Used for "adding" batch.

Text Representation

FileStreamSink uses the path for the text representation (toString):

FileSink[path]

"Adding" Batch of Data to Sink

addBatch(
  batchId: Long,
  data: DataFrame): Unit

addBatch requests the FileStreamSinkLog for the latest committed batch ID.

With a newer batchId, addBatch creates a FileCommitProtocol based on spark.sql.streaming.commitProtocolClass configuration property.

The Internals of Apache Spark

Learn more on FileCommitProtocol in The Internals of Apache Spark.

For a ManifestFileCommitProtocol, addBatch requests it to setupManifestOptions (with the FileStreamSinkLog and the given batchId).

In the end, addBatch writes out the data using FileFormatWriter.write workflow (with the FileCommitProtocol and BasicWriteJobStatsTracker).

The Internals of Spark SQL

Learn more on FileFormatWriter in The Internals of Spark SQL.

addBatch prints out the following INFO message to the logs when the given batchId is below the latest committed batch ID:

Skipping already committed batch [batchId]

addBatch is a part of the Sink abstraction.
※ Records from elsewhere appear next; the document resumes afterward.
/// Authentication primitives
///
/// # Modules
///
/// - [`password`]: Argon2id hashing and sign-up password rules
/// - [`jwt`]: HS256 session tokens
///
/// # Example
///
/// ```
/// use taskboard_shared::auth::jwt::{create_token, validate_token, Claims};
/// use taskboard_shared::auth::password::{hash_password, verify_password};
/// use uuid::Uuid;
///
/// # fn example() -> Result<(), Box<dyn std::error::Error>> {
/// let hash = hash_password("user_password")?;
/// assert!(verify_password("user_password", &hash)?);
///
/// let claims = Claims::new(Uuid::new_v4(), "ana@example.com");
/// let token = create_token(&claims, "secret-key-that-is-32-bytes-long!")?;
/// validate_token(&token, "secret-key-that-is-32-bytes-long!")?;
/// # Ok(())
/// # }
/// ```

pub mod jwt;
pub mod password;
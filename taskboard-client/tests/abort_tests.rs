//! Results that arrive after a view is aborted are never applied

use async_trait::async_trait;
use std::sync::{Arc, Mutex};
use taskboard_client::adapters::MemoryBackend;
use taskboard_client::auth::Identity;
use taskboard_client::error::StoreResult;
use taskboard_client::notifier::RecordingNotifier;
use taskboard_client::store::RemoteStore;
use taskboard_client::views::{BoardView, CommentsView, Services, SyncedView};
use taskboard_shared::models::comment::{Comment, CommentWithTask, NewComment};
use taskboard_shared::models::task::{AssignedTask, NewTask, Priority, Task, TaskPatch, TaskQuery, TaskStatus};
use taskboard_shared::models::user::User;
use tokio_util::sync::CancellationToken;
use uuid::Uuid;

const ME: &str = "ana@example.com";
const TEAMMATE: &str = "bo@example.com";

/// Memory store that cancels a view's abort signal while a request is in
/// flight, after the backend has already answered
#[derive(Clone)]
struct AbortingStore {
    backend: MemoryBackend,
    on_update: Arc<Mutex<Option<CancellationToken>>>,
    on_user_lookup: Arc<Mutex<Option<CancellationToken>>>,
}

impl AbortingStore {
    fn new(backend: MemoryBackend) -> Self {
        Self {
            backend,
            on_update: Arc::new(Mutex::new(None)),
            on_user_lookup: Arc::new(Mutex::new(None)),
        }
    }

    fn abort_on_update(&self, signal: CancellationToken) {
        *self.on_update.lock().unwrap() = Some(signal);
    }

    fn abort_on_user_lookup(&self, signal: CancellationToken) {
        *self.on_user_lookup.lock().unwrap() = Some(signal);
    }

    fn fire(slot: &Mutex<Option<CancellationToken>>) {
        if let Some(signal) = slot.lock().unwrap().take() {
            signal.cancel();
        }
    }
}

#[async_trait]
impl RemoteStore for AbortingStore {
    async fn tasks(&self, query: &TaskQuery) -> StoreResult<Vec<Task>> {
        self.backend.tasks(query).await
    }

    async fn tasks_with_assignee(&self, query: &TaskQuery) -> StoreResult<Vec<AssignedTask>> {
        self.backend.tasks_with_assignee(query).await
    }

    async fn insert_task(&self, task: NewTask) -> StoreResult<Task> {
        self.backend.insert_task(task).await
    }

    async fn update_task(&self, id: Uuid, patch: &TaskPatch) -> StoreResult<Task> {
        let result = self.backend.update_task(id, patch).await;
        Self::fire(&self.on_update);
        result
    }

    async fn delete_task(&self, id: Uuid) -> StoreResult<()> {
        self.backend.delete_task(id).await
    }

    async fn comments_for_task(&self, task_id: Uuid) -> StoreResult<Vec<Comment>> {
        self.backend.comments_for_task(task_id).await
    }

    async fn recent_comments(&self, task_ids: &[Uuid], limit: i64) -> StoreResult<Vec<CommentWithTask>> {
        self.backend.recent_comments(task_ids, limit).await
    }

    async fn insert_comment(&self, comment: NewComment) -> StoreResult<Comment> {
        self.backend.insert_comment(comment).await
    }

    async fn user(&self, id: Uuid) -> StoreResult<Option<User>> {
        self.backend.user(id).await
    }

    async fn users_by_email(&self, emails: &[String]) -> StoreResult<Vec<User>> {
        let result = self.backend.users_by_email(emails).await;
        Self::fire(&self.on_user_lookup);
        result
    }

    async fn search_users(&self, term: &str, limit: i64) -> StoreResult<Vec<User>> {
        self.backend.search_users(term, limit).await
    }

    async fn upsert_profile(&self, id: Uuid, email: &str) -> StoreResult<User> {
        self.backend.upsert_profile(id, email).await
    }

    async fn rename_user(&self, id: Uuid, name: &str) -> StoreResult<User> {
        self.backend.rename_user(id, name).await
    }
}

fn me() -> Identity {
    Identity {
        id: Uuid::new_v4(),
        email: ME.to_string(),
    }
}

fn setup() -> (MemoryBackend, AbortingStore, Arc<RecordingNotifier>, Services) {
    let backend = MemoryBackend::new();
    let store = AbortingStore::new(backend.clone());
    let notifier = Arc::new(RecordingNotifier::new());
    let services = Services::new(Arc::new(store.clone()), Arc::new(backend.clone()), notifier.clone());
    (backend, store, notifier, services)
}

#[tokio::test]
async fn test_move_answered_after_abort_is_disposed() {
    let (backend, store, notifier, services) = setup();
    let task = backend
        .insert_task(NewTask {
            title: "Write report".to_string(),
            description: String::new(),
            priority: Priority::High,
            assigned_to: ME.to_string(),
            created_by: ME.to_string(),
            due_date: None,
        })
        .await
        .unwrap();

    let mut board = BoardView::mount(services, me()).await.unwrap();
    store.abort_on_update(board.lifecycle().abort_signal());

    let err = board.move_task(task.id, TaskStatus::InProgress).await.unwrap_err();

    assert!(err.is_disposed());
    assert!(notifier.alerts().is_empty());
    assert_eq!(board.task(task.id).unwrap().task.status, TaskStatus::ToDo);
    assert!(board.move_task(task.id, TaskStatus::Done).await.unwrap_err().is_disposed());
}

#[tokio::test]
async fn test_author_names_answered_after_abort_are_dropped() {
    let (backend, store, _, services) = setup();
    let task = backend
        .insert_task(NewTask {
            title: "Review".to_string(),
            description: String::new(),
            priority: Priority::Medium,
            assigned_to: ME.to_string(),
            created_by: ME.to_string(),
            due_date: None,
        })
        .await
        .unwrap();
    backend
        .insert_comment(NewComment {
            task_id: task.id,
            user_id: TEAMMATE.to_string(),
            comment: "On it".to_string(),
        })
        .await
        .unwrap();

    let mut view = CommentsView::mount(services, me(), task.id).await.unwrap();
    assert_eq!(view.author_name(TEAMMATE), "bo");

    let teammate = Uuid::new_v4();
    backend.upsert_profile(teammate, TEAMMATE).await.unwrap();
    backend.rename_user(teammate, "Bo Silva").await.unwrap();
    store.abort_on_user_lookup(view.lifecycle().abort_signal());

    let err = view.reload().await.unwrap_err();

    assert!(err.is_disposed());
    assert_eq!(view.author_name(TEAMMATE), "bo");
    assert_eq!(view.comments().len(), 1);
}
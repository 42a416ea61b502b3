/// Display helpers for dates and names

use chrono::{DateTime, Local, NaiveDate, TimeZone};
use std::fmt;
use taskboard_shared::models::task::{Task, TaskStatus};
use taskboard_shared::models::user::default_name;

/// Today's calendar date in local time
pub fn today() -> NaiveDate {
    Local::now().date_naive()
}

/// Whole calendar days from `today` until `due`
///
/// ```
/// use chrono::NaiveDate;
/// use taskboard_client::format::days_remaining;
///
/// let today = NaiveDate::from_ymd_opt(2025, 10, 18).unwrap();
/// assert_eq!(days_remaining(today, today), 0);
/// assert_eq!(days_remaining(today.pred_opt().unwrap(), today), -1);
/// ```
pub fn days_remaining(due: NaiveDate, today: NaiveDate) -> i64 {
    (due - today).num_days()
}

/// Label shown next to a due date
#[derive(Debug, Clone, Copy, PartialEq, Eq)]
pub enum DueLabel {
    Overdue,
    DueToday,
    DaysRemaining(i64),
}

impl DueLabel {
    pub fn from_days(days: i64) -> Self {
        match days {
            d if d < 0 => DueLabel::Overdue,
            0 => DueLabel::DueToday,
            d => DueLabel::DaysRemaining(d),
        }
    }
}

impl fmt::Display for DueLabel {
    fn fmt(&self, f: &mut fmt::Formatter<'_>) -> fmt::Result {
        match self {
            DueLabel::Overdue => f.write_str("Overdue"),
            DueLabel::DueToday => f.write_str("Due Today"),
            DueLabel::DaysRemaining(days) => write!(f, "{} Days Remaining", days),
        }
    }
}

/// Past due and not done
pub fn is_overdue(task: &Task, today: NaiveDate) -> bool {
    task.status != TaskStatus::Done && task.due_date.map_or(false, |due| due < today)
}

/// Name to show for a user; blank names fall back to the email local part
pub fn display_name(name: Option<&str>, email: &str) -> String {
    match name.map(str::trim) {
        Some(name) if !name.is_empty() => name.to_string(),
        _ => default_name(email).to_string(),
    }
}

/// Avatar letter
pub fn initial(name: &str) -> String {
    name.chars()
        .next()
        .map(|c| c.to_uppercase().collect())
        .unwrap_or_default()
}

/// `Oct 18`
pub fn short_date(date: NaiveDate) -> String {
    date.format("%b %-d").to_string()
}

/// `HH:MM` in local time
pub fn clock_time<Tz: TimeZone>(at: &DateTime<Tz>) -> String {
    at.with_timezone(&Local).format("%H:%M").to_string()
}

#[cfg(test)]
mod tests {
    use super::*;

    fn date(y: i32, m: u32, d: u32) -> NaiveDate {
        NaiveDate::from_ymd_opt(y, m, d).unwrap()
    }

    #[test]
    fn test_days_remaining_across_month() {
        assert_eq!(days_remaining(date(2025, 11, 2), date(2025, 10, 30)), 3);
        assert_eq!(days_remaining(date(2025, 10, 1), date(2025, 10, 30)), -29);
    }

    #[test]
    fn test_due_labels() {
        assert_eq!(DueLabel::from_days(-3).to_string(), "Overdue");
        assert_eq!(DueLabel::from_days(0).to_string(), "Due Today");
        assert_eq!(DueLabel::from_days(4).to_string(), "4 Days Remaining");
    }

    #[test]
    fn test_display_name_fallbacks() {
        assert_eq!(display_name(Some("Ana Lima"), "ana@example.com"), "Ana Lima");
        assert_eq!(display_name(Some("  "), "ana@example.com"), "ana");
        assert_eq!(display_name(None, "bo@example.com"), "bo");
    }

    #[test]
    fn test_initial() {
        assert_eq!(initial("ana"), "A");
        assert_eq!(initial(""), "");
    }

    #[test]
    fn test_short_date() {
        assert_eq!(short_date(date(2025, 10, 8)), "Oct 8");
    }
}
Creating BasicWriteJobStatsTracker

basicWriteJobStatsTracker: BasicWriteJobStatsTracker

basicWriteJobStatsTracker creates a BasicWriteJobStatsTracker with the basic metrics:

  • number of written files
  • bytes of written output
  • number of output rows
  • number of dynamic partitions

Tip

Learn more about BasicWriteJobStatsTracker in The Internals of Spark SQL online book.

basicWriteJobStatsTracker is used when FileStreamSink is requested to addBatch.

hasMetadata Utility

hasMetadata(
  path: Seq[String],
  hadoopConf: Configuration): Boolean

hasMetadata...FIXME

hasMetadata is used (to short-circut listing files using MetadataLogFileIndex instead of using HDFS API) when:

  • DataSource (Spark SQL) is requested to resolve a FileFormat relation
  • FileTable (Spark SQL) is requested for a PartitioningAwareFileIndex
  • FileStreamSource is requested to fetchAllFiles

Logging

Enable ALL logging level for org.apache.spark.sql.execution.streaming.FileStreamSink logger to see what happens inside.

Add the following line to conf/log4j.properties:

log4j.logger.org.apache.spark.sql.execution.streaming.FileStreamSink=ALL

Refer to Logging.


Last update: 2020-11-28